Karmic packages have been uploaded to REVU for review. They seem to be
stuck somewhere, though, and haven't shown up on the main page. Once
that's resolved, the next step is to add comments to them, and solicit
reviews. (given the large number of packages already in REVU, some of
which are in much better shape than tahoe and have been there for
months, I can't say I'm optimisic about it being accepted before the
wednesday freeze. But at least we've started the process.)

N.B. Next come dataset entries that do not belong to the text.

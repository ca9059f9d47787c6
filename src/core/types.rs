//! Core type definitions for logistic regression

use crate::utils::scaling::ScalingMethod;

/// Prediction result containing the winning class and the per-class probabilities
#[derive(Debug, Clone, PartialEq)]
pub struct Prediction {
    /// Predicted class index
    pub label: usize,
    /// Softmax probability of every class, indexed by class
    pub probabilities: Vec<f64>,
}

impl Prediction {
    /// Create a new prediction
    pub fn new(label: usize, probabilities: Vec<f64>) -> Self {
        Self {
            label,
            probabilities,
        }
    }

    /// Build a prediction from class probabilities, picking the most likely class.
    /// Ties go to the lowest class index.
    pub fn from_probabilities(probabilities: Vec<f64>) -> Self {
        let mut label = 0;
        for (k, &p) in probabilities.iter().enumerate() {
            if p > probabilities[label] {
                label = k;
            }
        }
        Self::new(label, probabilities)
    }

    /// Probability assigned to the predicted class
    pub fn confidence(&self) -> f64 {
        self.probabilities.get(self.label).copied().unwrap_or(0.0)
    }
}

/// Dense feature vector
#[derive(Clone, Debug, PartialEq, Default)]
pub struct DenseVector {
    values: Vec<f64>,
}

impl DenseVector {
    /// Create a new dense vector
    pub fn new(values: Vec<f64>) -> Self {
        Self { values }
    }

    /// Vector of `dim` zeros
    pub fn zeros(dim: usize) -> Self {
        Self {
            values: vec![0.0; dim],
        }
    }

    /// Number of components
    pub fn dim(&self) -> usize {
        self.values.len()
    }

    /// Get the value at a specific index (0 if out of range)
    pub fn get(&self, index: usize) -> f64 {
        self.values.get(index).copied().unwrap_or(0.0)
    }

    /// Dot product with a slice of the same length
    pub fn dot(&self, other: &[f64]) -> f64 {
        self.values.iter().zip(other).map(|(a, b)| a * b).sum()
    }

    /// Compute squared L2 norm
    pub fn norm_squared(&self) -> f64 {
        self.values.iter().map(|&v| v * v).sum()
    }

    /// Compute L2 norm
    pub fn norm(&self) -> f64 {
        self.norm_squared().sqrt()
    }

    pub fn as_slice(&self) -> &[f64] {
        &self.values
    }

    /// Check if vector has no components
    pub fn is_empty(&self) -> bool {
        self.values.is_empty()
    }
}

impl From<Vec<f64>> for DenseVector {
    fn from(values: Vec<f64>) -> Self {
        Self::new(values)
    }
}

impl<const N: usize> From<[f64; N]> for DenseVector {
    fn from(values: [f64; N]) -> Self {
        Self::new(values.to_vec())
    }
}

/// Training sample with features and label
#[derive(Clone, Debug, PartialEq)]
pub struct Sample {
    /// Feature vector
    pub features: DenseVector,
    /// Class index
    pub label: usize,
}

impl Sample {
    /// Create a new sample
    pub fn new(features: DenseVector, label: usize) -> Self {
        Self { features, label }
    }
}

/// Iterative minimizer used to fit the model
#[derive(Debug, Clone, Copy, PartialEq, Eq, Default)]
pub enum SolverKind {
    /// Limited-memory BFGS with backtracking line search
    #[default]
    Lbfgs,
    /// Fixed-step batch gradient descent
    GradientDescent,
}

/// Why an optimizer stopped
#[derive(Debug, Clone, Copy, PartialEq, Eq)]
pub enum Termination {
    /// Largest absolute gradient component fell below the tolerance
    GradientTolerance,
    /// Relative objective reduction became negligible
    FunctionTolerance,
    /// Iteration cap reached first
    MaxIterations,
    /// No step along the search direction decreased the objective
    LineSearchStalled,
}

/// Result of optimization process
#[derive(Debug, Clone)]
pub struct OptimizationResult {
    /// Final parameter vector
    pub params: Vec<f64>,
    /// Number of iterations performed
    pub iterations: usize,
    /// Final objective value
    pub objective_value: f64,
    /// Largest absolute gradient component at the final parameters
    pub gradient_norm: f64,
    /// Stopping reason
    pub termination: Termination,
}

impl OptimizationResult {
    /// Whether the optimizer met one of its convergence criteria
    pub fn converged(&self) -> bool {
        matches!(
            self.termination,
            Termination::GradientTolerance | Termination::FunctionTolerance
        )
    }
}

/// Configuration for optimizer
#[derive(Debug, Clone)]
pub struct OptimizerConfig {
    /// Inverse regularization strength
    pub c: f64,
    /// Convergence tolerance on the largest absolute gradient component
    pub tolerance: f64,
    /// Maximum number of iterations
    pub max_iterations: usize,
    /// Minimizer
    pub solver: SolverKind,
    /// Number of correction pairs kept by L-BFGS
    pub history_size: usize,
    /// Step size for gradient descent
    pub learning_rate: f64,
    /// Optional feature scaling fitted on the training samples
    pub feature_scaling: Option<ScalingMethod>,
}

impl Default for OptimizerConfig {
    fn default() -> Self {
        Self {
            c: 1.0,
            tolerance: 1e-4,
            max_iterations: 10000,
            solver: SolverKind::Lbfgs,
            history_size: 10,
            learning_rate: 0.5,
            feature_scaling: None,
        }
    }
}

impl OptimizerConfig {
    /// Reject settings no solver can work with
    pub fn validate(&self) -> crate::core::Result<()> {
        use crate::core::LogitError;

        if self.c <= 0.0 || !self.c.is_finite() {
            return Err(LogitError::InvalidParameter(format!(
                "C must be positive and finite, got: {}",
                self.c
            )));
        }
        if self.tolerance.is_nan() || self.tolerance <= 0.0 {
            return Err(LogitError::InvalidParameter(format!(
                "Tolerance must be positive, got: {}",
                self.tolerance
            )));
        }
        if self.max_iterations == 0 {
            return Err(LogitError::InvalidParameter(
                "Maximum iterations must be at least 1".to_string(),
            ));
        }
        if self.history_size == 0 {
            return Err(LogitError::InvalidParameter(
                "L-BFGS history size must be at least 1".to_string(),
            ));
        }
        if self.learning_rate <= 0.0 || !self.learning_rate.is_finite() {
            return Err(LogitError::InvalidParameter(format!(
                "Learning rate must be positive and finite, got: {}",
                self.learning_rate
            )));
        }
        Ok(())
    }
}

#[cfg(test)]
mod tests {
    use super::*;

    #[test]
    fn test_dense_vector_basics() {
        let v = DenseVector::from([3.0, 4.0]);
        assert_eq!(v.dim(), 2);
        assert_eq!(v.get(0), 3.0);
        assert_eq!(v.get(5), 0.0);
        assert_eq!(v.norm_squared(), 25.0);
        assert_eq!(v.norm(), 5.0);
        assert_eq!(v.dot(&[1.0, 2.0]), 11.0);
        assert!(!v.is_empty());
        assert!(DenseVector::default().is_empty());
        assert_eq!(DenseVector::zeros(4).as_slice(), &[0.0; 4]);
    }

    #[test]
    fn test_prediction_from_probabilities() {
        let pred = Prediction::from_probabilities(vec![0.2, 0.7, 0.1]);
        assert_eq!(pred.label, 1);
        assert_eq!(pred.confidence(), 0.7);

        // Ties resolve to the first class
        let tied = Prediction::from_probabilities(vec![0.5, 0.5]);
        assert_eq!(tied.label, 0);
    }

    #[test]
    fn test_sample() {
        let features = DenseVector::from([1.0, 3.0]);
        let sample = Sample::new(features.clone(), 2);
        assert_eq!(sample.label, 2);
        assert_eq!(sample.features, features);
    }

    #[test]
    fn test_optimizer_config_default() {
        let config = OptimizerConfig::default();
        assert_eq!(config.c, 1.0);
        assert_eq!(config.tolerance, 1e-4);
        assert_eq!(config.max_iterations, 10000);
        assert_eq!(config.solver, SolverKind::Lbfgs);
        assert_eq!(config.history_size, 10);
        assert_eq!(config.learning_rate, 0.5);
        assert!(config.feature_scaling.is_none());
        assert!(config.validate().is_ok());
    }

    #[test]
    fn test_optimizer_config_validation() {
        let bad_c = OptimizerConfig {
            c: 0.0,
            ..OptimizerConfig::default()
        };
        assert!(bad_c.validate().is_err());

        let bad_iterations = OptimizerConfig {
            max_iterations: 0,
            ..OptimizerConfig::default()
        };
        assert!(bad_iterations.validate().is_err());

        let bad_rate = OptimizerConfig {
            learning_rate: f64::NAN,
            ..OptimizerConfig::default()
        };
        assert!(bad_rate.validate().is_err());
    }

    #[test]
    fn test_optimization_result_converged() {
        let mut result = OptimizationResult {
            params: vec![0.0],
            iterations: 3,
            objective_value: 0.1,
            gradient_norm: 1e-6,
            termination: Termination::GradientTolerance,
        };
        assert!(result.converged());
        result.termination = Termination::MaxIterations;
        assert!(!result.converged());
    }
}
//! In-memory dataset built from a vector of samples

use crate::core::{Dataset, LogitError, Result, Sample};

/// Owned collection of samples, used for split partitions
#[derive(Debug, Clone)]
pub struct InMemoryDataset {
    samples: Vec<Sample>,
    dimensions: usize,
    n_classes: usize,
}

impl InMemoryDataset {
    /// Wrap samples that are labelled with classes `0..n_classes`
    ///
    /// All samples must share one dimensionality and carry a valid label.
    pub fn new(samples: Vec<Sample>, n_classes: usize) -> Result<Self> {
        let dimensions = samples.first().map(|s| s.features.dim()).unwrap_or(0);

        for sample in &samples {
            if sample.features.dim() != dimensions {
                return Err(LogitError::DimensionMismatch {
                    expected: dimensions,
                    actual: sample.features.dim(),
                });
            }
            if sample.label >= n_classes {
                return Err(LogitError::InvalidLabel {
                    label: sample.label,
                    n_classes,
                });
            }
        }

        Ok(Self {
            samples,
            dimensions,
            n_classes,
        })
    }

    pub fn samples(&self) -> &[Sample] {
        &self.samples
    }

    pub fn into_samples(self) -> Vec<Sample> {
        self.samples
    }
}

impl Dataset for InMemoryDataset {
    fn len(&self) -> usize {
        self.samples.len()
    }

    fn dim(&self) -> usize {
        self.dimensions
    }

    fn n_classes(&self) -> usize {
        self.n_classes
    }

    fn get_sample(&self, i: usize) -> Sample {
        self.samples[i].clone()
    }

    fn get_labels(&self) -> Vec<usize> {
        self.samples.iter().map(|s| s.label).collect()
    }
}
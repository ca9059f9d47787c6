//! The Iris classifier demo: split, fit, score, and classify one query

use crate::api::{LogisticRegression, ModelInfo};
use crate::core::{DenseVector, OptimizerConfig, Prediction, Result};
use crate::data::{train_test_split, IrisDataset, Species};
use crate::input::InputCoercion;
use log::info;
use std::io::{self, Write};

/// Settings for one demo run
#[derive(Debug, Clone)]
pub struct DemoConfig {
    /// Fraction of the dataset held out for scoring
    pub test_size: f64,
    /// Fixed shuffle seed; `None` draws a fresh split every run
    pub seed: Option<u64>,
    /// How typed measurements are parsed
    pub coercion: InputCoercion,
    pub optimizer: OptimizerConfig,
}

impl Default for DemoConfig {
    fn default() -> Self {
        Self {
            test_size: 0.1,
            seed: None,
            coercion: InputCoercion::Float,
            optimizer: OptimizerConfig::default(),
        }
    }
}

/// Outcome of a demo run
#[derive(Debug, Clone)]
pub struct DemoReport {
    /// Mean accuracy on the held-out partition
    pub accuracy: f64,
    /// Species predicted for the query
    pub species: Species,
    pub prediction: Prediction,
    pub model: ModelInfo,
}

impl DemoReport {
    /// Print the two result lines: accuracy, then species name
    pub fn write_to<W: Write>(&self, out: &mut W) -> io::Result<()> {
        writeln!(out, "{:?}", self.accuracy)?;
        writeln!(out, "{}", self.species)
    }
}

/// Split the dataset, fit on the training part, score on the test part and
/// classify `query`
pub fn run_demo(dataset: &IrisDataset, query: &DenseVector, config: &DemoConfig) -> Result<DemoReport> {
    let split = train_test_split(dataset, config.test_size, config.seed)?;
    info!(
        "Split {} samples into {} for training and {} for testing",
        dataset.samples().len(),
        split.train.samples().len(),
        split.test.samples().len()
    );

    let model = LogisticRegression::with_config(config.optimizer.clone()).train(&split.train)?;
    let info = model.info();
    info!(
        "Training finished after {} iterations ({:?}), objective {:.6}",
        info.iterations, info.termination, info.objective_value
    );

    let accuracy = model.evaluate(&split.test)?;
    let prediction = model.predict(query)?;
    let species = Species::from_index(prediction.label)?;
    info!(
        "Query {:?} classified as {species} with probability {:.3}",
        query.as_slice(),
        prediction.confidence()
    );

    Ok(DemoReport {
        accuracy,
        species,
        prediction,
        model: info,
    })
}
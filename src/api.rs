//! High-level API for logistic regression
//!
//! This module provides a user-friendly interface for common tasks,
//! including training, prediction, and model evaluation.
//!
//! # Quick Start
//!
//! ```rust,no_run
//! use rlogit::api::LogisticRegression;
//! use rlogit::data::{train_test_split, IrisDataset};
//!
//! # fn main() -> Result<(), Box<dyn std::error::Error>> {
//! let iris = IrisDataset::load();
//! let split = train_test_split(&iris, 0.1, Some(42))?;
//!
//! let model = LogisticRegression::new()
//!     .with_c(1.0)
//!     .with_max_iterations(10_000)
//!     .train(&split.train)?;
//!
//! println!("Accuracy: {:.2}%", model.evaluate(&split.test)? * 100.0);
//! # Ok(())
//! # }
//! ```

use crate::core::{
    Classifier, Dataset, DenseVector, LogitError, OptimizerConfig, Prediction, Result, Sample,
    SolverKind, Termination,
};
use crate::optimizer::{LogisticRegressionOptimizer, TrainedLogisticRegression};
use crate::utils::scaling::ScalingMethod;

/// High-level logistic regression interface with builder pattern
#[derive(Debug, Clone, Default)]
pub struct LogisticRegression {
    config: OptimizerConfig,
}

impl LogisticRegression {
    /// Create a new model with default parameters (L-BFGS, C = 1, 10,000 iterations)
    pub fn new() -> Self {
        Self::default()
    }

    /// Start from an existing configuration
    pub fn with_config(config: OptimizerConfig) -> Self {
        Self { config }
    }

    /// Set inverse regularization strength C
    pub fn with_c(mut self, c: f64) -> Self {
        self.config.c = c;
        self
    }

    /// Set convergence tolerance
    pub fn with_tolerance(mut self, tolerance: f64) -> Self {
        self.config.tolerance = tolerance;
        self
    }

    /// Set maximum number of iterations
    pub fn with_max_iterations(mut self, max_iterations: usize) -> Self {
        self.config.max_iterations = max_iterations;
        self
    }

    /// Choose the solver
    pub fn with_solver(mut self, solver: SolverKind) -> Self {
        self.config.solver = solver;
        self
    }

    /// Set the gradient descent step size
    pub fn with_learning_rate(mut self, learning_rate: f64) -> Self {
        self.config.learning_rate = learning_rate;
        self
    }

    /// Set how many correction pairs L-BFGS keeps
    pub fn with_history_size(mut self, history_size: usize) -> Self {
        self.config.history_size = history_size;
        self
    }

    /// Scale features before fitting; queries are scaled the same way
    pub fn with_feature_scaling(mut self, method: ScalingMethod) -> Self {
        self.config.feature_scaling = Some(method);
        self
    }

    pub fn config(&self) -> &OptimizerConfig {
        &self.config
    }

    /// Train on a dataset
    pub fn train<D: Dataset>(self, dataset: &D) -> Result<TrainedModel> {
        let optimizer = LogisticRegressionOptimizer::new(self.config);
        let model = optimizer.train(dataset)?;
        Ok(TrainedModel { model })
    }

    /// Train on samples labelled with classes `0..n_classes`
    pub fn train_samples(self, samples: &[Sample], n_classes: usize) -> Result<TrainedModel> {
        let optimizer = LogisticRegressionOptimizer::new(self.config);
        let model = optimizer.train_samples(samples, n_classes)?;
        Ok(TrainedModel { model })
    }
}

/// Trained model with high-level prediction interface
#[derive(Debug, Clone)]
pub struct TrainedModel {
    model: TrainedLogisticRegression,
}

impl TrainedModel {
    /// Predict a single feature vector
    pub fn predict(&self, features: &DenseVector) -> Result<Prediction> {
        self.model.predict(features)
    }

    /// Predict multiple feature vectors
    pub fn predict_batch(&self, features: &[DenseVector]) -> Result<Vec<Prediction>> {
        self.model.predict_batch(features)
    }

    /// Predict every sample of a dataset
    pub fn predict_dataset<D: Dataset>(&self, dataset: &D) -> Result<Vec<Prediction>> {
        (0..dataset.len())
            .map(|i| self.model.predict(&dataset.get_sample(i).features))
            .collect()
    }

    /// Mean accuracy on a dataset
    pub fn evaluate<D: Dataset>(&self, dataset: &D) -> Result<f64> {
        let samples: Vec<Sample> = (0..dataset.len()).map(|i| dataset.get_sample(i)).collect();
        self.evaluate_samples(&samples)
    }

    /// Mean accuracy on labelled samples
    pub fn evaluate_samples(&self, samples: &[Sample]) -> Result<f64> {
        if samples.is_empty() {
            return Err(LogitError::EmptyDataset);
        }

        let mut correct = 0;
        for sample in samples {
            if self.model.predict(&sample.features)?.label == sample.label {
                correct += 1;
            }
        }

        Ok(correct as f64 / samples.len() as f64)
    }

    /// Confusion matrix over a dataset
    pub fn evaluate_detailed<D: Dataset>(&self, dataset: &D) -> Result<ConfusionMatrix> {
        let predictions = self.predict_dataset(dataset)?;
        let mut matrix = ConfusionMatrix::new(self.model.n_classes());

        for (pred, actual) in predictions.iter().zip(dataset.get_labels()) {
            matrix.record(actual, pred.label);
        }

        Ok(matrix)
    }

    /// Get model information
    pub fn info(&self) -> ModelInfo {
        let optimization = self.model.optimization();
        ModelInfo {
            n_classes: self.model.n_classes(),
            n_features: self.model.n_features(),
            iterations: optimization.iterations,
            objective_value: optimization.objective_value,
            termination: optimization.termination,
            converged: optimization.converged(),
        }
    }

    /// Get the underlying trained model
    pub fn inner(&self) -> &TrainedLogisticRegression {
        &self.model
    }
}

/// Multi-class confusion matrix; rows are true classes, columns predictions
#[derive(Debug, Clone, PartialEq)]
pub struct ConfusionMatrix {
    counts: Vec<Vec<usize>>,
}

impl ConfusionMatrix {
    /// Empty matrix for `n_classes` classes
    pub fn new(n_classes: usize) -> Self {
        Self {
            counts: vec![vec![0; n_classes]; n_classes],
        }
    }

    /// Count one (actual, predicted) pair; pairs outside the matrix are ignored
    pub fn record(&mut self, actual: usize, predicted: usize) {
        if let Some(cell) = self
            .counts
            .get_mut(actual)
            .and_then(|row| row.get_mut(predicted))
        {
            *cell += 1;
        }
    }

    pub fn n_classes(&self) -> usize {
        self.counts.len()
    }

    /// Number of samples of class `actual` predicted as `predicted`
    pub fn count(&self, actual: usize, predicted: usize) -> usize {
        self.counts
            .get(actual)
            .and_then(|row| row.get(predicted))
            .copied()
            .unwrap_or(0)
    }

    pub fn total(&self) -> usize {
        self.counts.iter().flatten().sum()
    }

    /// Calculate accuracy: trace / total
    pub fn accuracy(&self) -> f64 {
        let total = self.total();
        if total == 0 {
            0.0
        } else {
            let correct: usize = (0..self.n_classes()).map(|k| self.count(k, k)).sum();
            correct as f64 / total as f64
        }
    }

    /// Calculate precision of one class: TP / (TP + FP)
    pub fn precision(&self, class: usize) -> f64 {
        let predicted: usize = (0..self.n_classes()).map(|a| self.count(a, class)).sum();
        if predicted == 0 {
            0.0
        } else {
            self.count(class, class) as f64 / predicted as f64
        }
    }

    /// Calculate recall of one class: TP / (TP + FN)
    pub fn recall(&self, class: usize) -> f64 {
        let actual: usize = self.counts.get(class).map(|row| row.iter().sum()).unwrap_or(0);
        if actual == 0 {
            0.0
        } else {
            self.count(class, class) as f64 / actual as f64
        }
    }

    /// Calculate F1 score of one class: 2 * (precision * recall) / (precision + recall)
    pub fn f1_score(&self, class: usize) -> f64 {
        let p = self.precision(class);
        let r = self.recall(class);
        if p + r == 0.0 {
            0.0
        } else {
            2.0 * (p * r) / (p + r)
        }
    }

    /// Unweighted mean of the per-class F1 scores
    pub fn macro_f1(&self) -> f64 {
        let n = self.n_classes();
        if n == 0 {
            return 0.0;
        }
        (0..n).map(|k| self.f1_score(k)).sum::<f64>() / n as f64
    }
}

/// Model information
#[derive(Debug, Clone)]
pub struct ModelInfo {
    pub n_classes: usize,
    pub n_features: usize,
    pub iterations: usize,
    pub objective_value: f64,
    pub termination: Termination,
    pub converged: bool,
}

/// Convenience functions for quick operations
pub mod quick {
    use super::*;
    use crate::data::{train_test_split, IrisDataset};

    /// Train with default parameters on the whole Iris dataset
    pub fn train_iris() -> Result<TrainedModel> {
        LogisticRegression::new().train(&IrisDataset::load())
    }

    /// Random split, train on one part, return the accuracy on the other
    pub fn split_and_score<D: Dataset>(
        dataset: &D,
        test_size: f64,
        seed: Option<u64>,
        c: f64,
    ) -> Result<f64> {
        let split = train_test_split(dataset, test_size, seed)?;
        let model = LogisticRegression::new().with_c(c).train(&split.train)?;
        model.evaluate(&split.test)
    }
}
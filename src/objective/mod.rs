//! Objective functions minimized during training

pub mod softmax;
pub mod traits;

pub use self::softmax::*;
pub use self::traits::*;
//! Rust implementation of multinomial logistic regression
//!
//! Ships with the Iris flower dataset and a small demo that trains on a
//! random split, reports held-out accuracy and classifies one measurement.

pub mod api;
pub mod core;
pub mod data;
pub mod demo;
pub mod input;
pub mod objective;
pub mod optimizer;
pub mod solver;
pub mod utils;

// Re-export main types for convenience
pub use crate::api::{ConfusionMatrix, LogisticRegression, ModelInfo, TrainedModel};
pub use crate::core::traits::*;
pub use crate::core::types::*;
pub use crate::core::{LogitError, Result};
pub use crate::data::{InMemoryDataset, IrisDataset, Species};
pub use crate::demo::{run_demo, DemoConfig, DemoReport};
pub use crate::objective::{Objective, SoftmaxCrossEntropy};
pub use crate::optimizer::{LogisticRegressionOptimizer, TrainedLogisticRegression};

// Version info
pub const VERSION: &str = env!("CARGO_PKG_VERSION");
//! Limited-memory BFGS solver
//!
//! Keeps the last `history_size` step/gradient-change pairs, builds a
//! quasi-Newton direction with the two-loop recursion and accepts steps
//! through a backtracking line search on the Armijo condition.

use crate::core::{LogitError, OptimizationResult, OptimizerConfig, Result, Termination};
use crate::objective::Objective;
use crate::solver::{dot, ensure_finite, max_abs};
use log::debug;
use std::collections::VecDeque;

/// Sufficient-decrease constant for the Armijo condition
const ARMIJO: f64 = 1e-4;

const MAX_BACKTRACKS: usize = 50;

/// Relative objective reduction below which the solver stops
const FUNCTION_TOLERANCE: f64 = f64::EPSILON * 1e7;

/// Pairs with `s'y` at or below this are skipped to keep the inverse Hessian positive definite
const CURVATURE_EPSILON: f64 = 1e-10;

struct CorrectionPair {
    s: Vec<f64>,
    y: Vec<f64>,
    rho: f64,
}

/// Scratch buffers reused across iterations
struct Workspace {
    direction: Vec<f64>,
    x_next: Vec<f64>,
    grad_next: Vec<f64>,
}

impl Workspace {
    fn new(n: usize) -> Self {
        Self {
            direction: vec![0.0; n],
            x_next: vec![0.0; n],
            grad_next: vec![0.0; n],
        }
    }
}

/// L-BFGS minimizer
pub struct LbfgsSolver {
    config: OptimizerConfig,
}

impl LbfgsSolver {
    /// Create a new L-BFGS solver with the given configuration
    pub fn new(config: OptimizerConfig) -> Self {
        Self { config }
    }

    /// Minimize `objective` starting from `initial`
    ///
    /// Stops when the largest gradient component drops below the tolerance,
    /// when the relative objective decrease becomes negligible, when no step
    /// decreases the objective, or at the iteration cap. Only a non-finite
    /// objective at the starting point is an error; the line search rejects
    /// non-finite trial points.
    pub fn solve<O: Objective>(&self, objective: &O, initial: Vec<f64>) -> Result<OptimizationResult> {
        self.config.validate()?;

        let n = objective.n_params();
        if initial.len() != n {
            return Err(LogitError::DimensionMismatch {
                expected: n,
                actual: initial.len(),
            });
        }

        let mut x = initial;
        let mut grad = vec![0.0; n];
        let mut value = objective.evaluate(&x, &mut grad);
        ensure_finite(value, 0)?;

        let mut history: VecDeque<CorrectionPair> =
            VecDeque::with_capacity(self.config.history_size);
        let mut work = Workspace::new(n);
        let mut iterations = 0;
        let mut termination = Termination::MaxIterations;

        while iterations < self.config.max_iterations {
            if max_abs(&grad) <= self.config.tolerance {
                termination = Termination::GradientTolerance;
                break;
            }

            two_loop(&grad, &history, &mut work.direction);
            let mut slope = dot(&grad, &work.direction);
            if slope >= 0.0 {
                debug!("L-BFGS direction is not a descent direction at iteration {iterations}, resetting");
                history.clear();
                two_loop(&grad, &history, &mut work.direction);
                slope = dot(&grad, &work.direction);
            }

            // Without curvature information the direction is the raw gradient; keep the first step short
            let initial_step = if history.is_empty() {
                (1.0 / dot(&grad, &grad).sqrt()).min(1.0)
            } else {
                1.0
            };

            let Some(next_value) = line_search(objective, &x, value, slope, initial_step, &mut work)
            else {
                if history.is_empty() {
                    termination = Termination::LineSearchStalled;
                    break;
                }
                debug!("L-BFGS line search failed at iteration {iterations}, retrying along the gradient");
                history.clear();
                continue;
            };
            iterations += 1;

            let s: Vec<f64> = work.x_next.iter().zip(&x).map(|(a, b)| a - b).collect();
            let y: Vec<f64> = work.grad_next.iter().zip(&grad).map(|(a, b)| a - b).collect();
            let sy = dot(&s, &y);
            if sy > CURVATURE_EPSILON {
                if history.len() == self.config.history_size {
                    history.pop_front();
                }
                history.push_back(CorrectionPair { s, y, rho: 1.0 / sy });
            }

            std::mem::swap(&mut x, &mut work.x_next);
            std::mem::swap(&mut grad, &mut work.grad_next);
            let previous = value;
            value = next_value;

            let scale = previous.abs().max(value.abs()).max(1.0);
            if (previous - value) / scale <= FUNCTION_TOLERANCE {
                termination = Termination::FunctionTolerance;
                break;
            }
        }

        let gradient_norm = max_abs(&grad);
        if termination == Termination::MaxIterations && gradient_norm <= self.config.tolerance {
            termination = Termination::GradientTolerance;
        }

        debug!(
            "L-BFGS stopped after {iterations} iterations ({termination:?}), objective {value:.6}, max |grad| {gradient_norm:.3e}"
        );

        Ok(OptimizationResult {
            params: x,
            iterations,
            objective_value: value,
            gradient_norm,
            termination,
        })
    }
}

/// Two-loop recursion: writes `-H g` into `direction`, where `H` is the
/// inverse Hessian approximation built from `history`
fn two_loop(grad: &[f64], history: &VecDeque<CorrectionPair>, direction: &mut [f64]) {
    direction.copy_from_slice(grad);

    let mut alphas = vec![0.0; history.len()];
    for (i, pair) in history.iter().enumerate().rev() {
        let alpha = pair.rho * dot(&pair.s, direction);
        for (q, y) in direction.iter_mut().zip(&pair.y) {
            *q -= alpha * y;
        }
        alphas[i] = alpha;
    }

    if let Some(last) = history.back() {
        let gamma = dot(&last.s, &last.y) / dot(&last.y, &last.y);
        for q in direction.iter_mut() {
            *q *= gamma;
        }
    }

    for (pair, &alpha) in history.iter().zip(&alphas) {
        let beta = pair.rho * dot(&pair.y, direction);
        for (r, s) in direction.iter_mut().zip(&pair.s) {
            *r += (alpha - beta) * s;
        }
    }

    for d in direction.iter_mut() {
        *d = -*d;
    }
}

/// Backtracking search along `work.direction`; on success `work.x_next` and
/// `work.grad_next` hold the accepted point
fn line_search<O: Objective>(
    objective: &O,
    x: &[f64],
    value: f64,
    slope: f64,
    initial_step: f64,
    work: &mut Workspace,
) -> Option<f64> {
    let mut step = initial_step;
    for _ in 0..MAX_BACKTRACKS {
        for ((next, &xi), &di) in work.x_next.iter_mut().zip(x).zip(&work.direction) {
            *next = xi + step * di;
        }
        let candidate = objective.evaluate(&work.x_next, &mut work.grad_next);
        if candidate.is_finite() && candidate <= value + ARMIJO * step * slope {
            return Some(candidate);
        }
        step *= 0.5;
    }
    None
}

For reference, the full debian build process works like this:

 * start from an "upstream tarball" and an unpacked+patched source
   directory (with the new debian/* files, and any necessary source
   packages). Run "debuild" in this directory, which does everything
 * "debian/rules clean", to remove anything you've left over from
   earlier packaging attempts. The default rules use "setup.py clean".
 * create the "debian .diff.gz": unpack the upstream tarball to a
   separate directory, "diff -r" between that upstream dir and the
   current dir, compress and save the results as PACKAGE-VER.diff.gz
 * hash the upstream tarball and .diff.gz, write that into a gpg-signed
   ".dsc" file, to securely describe the "source package"
 * "debian/rules build", to compile the package (for whatever that
   means; in a python package, it usually means 'setup.py build', but
   for a pure-python project, that doesn't really do anything important)
 * "debian/rules binary", to install the package into a working
   directory (i.e. "setup.py install --root=LOCALDIR"), then turn that
   into a .deb package
 * hash everything (.orig.tar.gz, .diff.gz, .dsc, and new .deb files)
   into the gpg-signed ".changes" file, which serves as a handle for
   upload processing (uploads are only accepted when signed by the
   appropriate debian developer)

Zooko Wilcox-O'Hearn wrote:
> Could you be more specific?  What went wrong before you ripped out  
> most of the custom stuff in our setup.py files?  Is it a bug in our  
> custom setup.py stuff or should we just treat Debian packaging as a  
> sufficiently different use case that the setup.py shouldn't be  
> expected to handle it?

Sure thing.. here are some details.

 * invoking setup.py, even to do "setup.py clean", creates files (it
   downloads and builds the setup_requires= packages, like darcsver,
   setuptools_darcs, etc, and creates .egg files in the top-level
   directory). These show up in the debian .diff, making it appear like
   the creation of these eggs are a debian-specific requirement. I had
   to change the rules to use the Makefile's "make clean" target instead
   of "setup.py clean". Since "make clean" also invokes "setup.py
   clean", the result is that we first download/build darcsver/etc, then
   delete them, then compute the diff.

 * sometimes, invoking setup.py tries to download a file (darcsver or
   pyutil or argparse or whatever). Sometimes this is because setuptools
   is confused about the download sources, sometimes it's because the
   dependencies have been updated but a new .egg/.tar.gz hasn't been
   embedded in the source tree. This is verboten, as it would cause a
   Fails-To-Build-From-Source error for someone who retrieved the debian
   source package but was unable to fetch anything else at build time.
   (debian packages are *always* supposed to be desert-island builds).
   To enforce this, the debian/ubuntu build daemons (known as "buildd"s)
   are not allowed outside network access.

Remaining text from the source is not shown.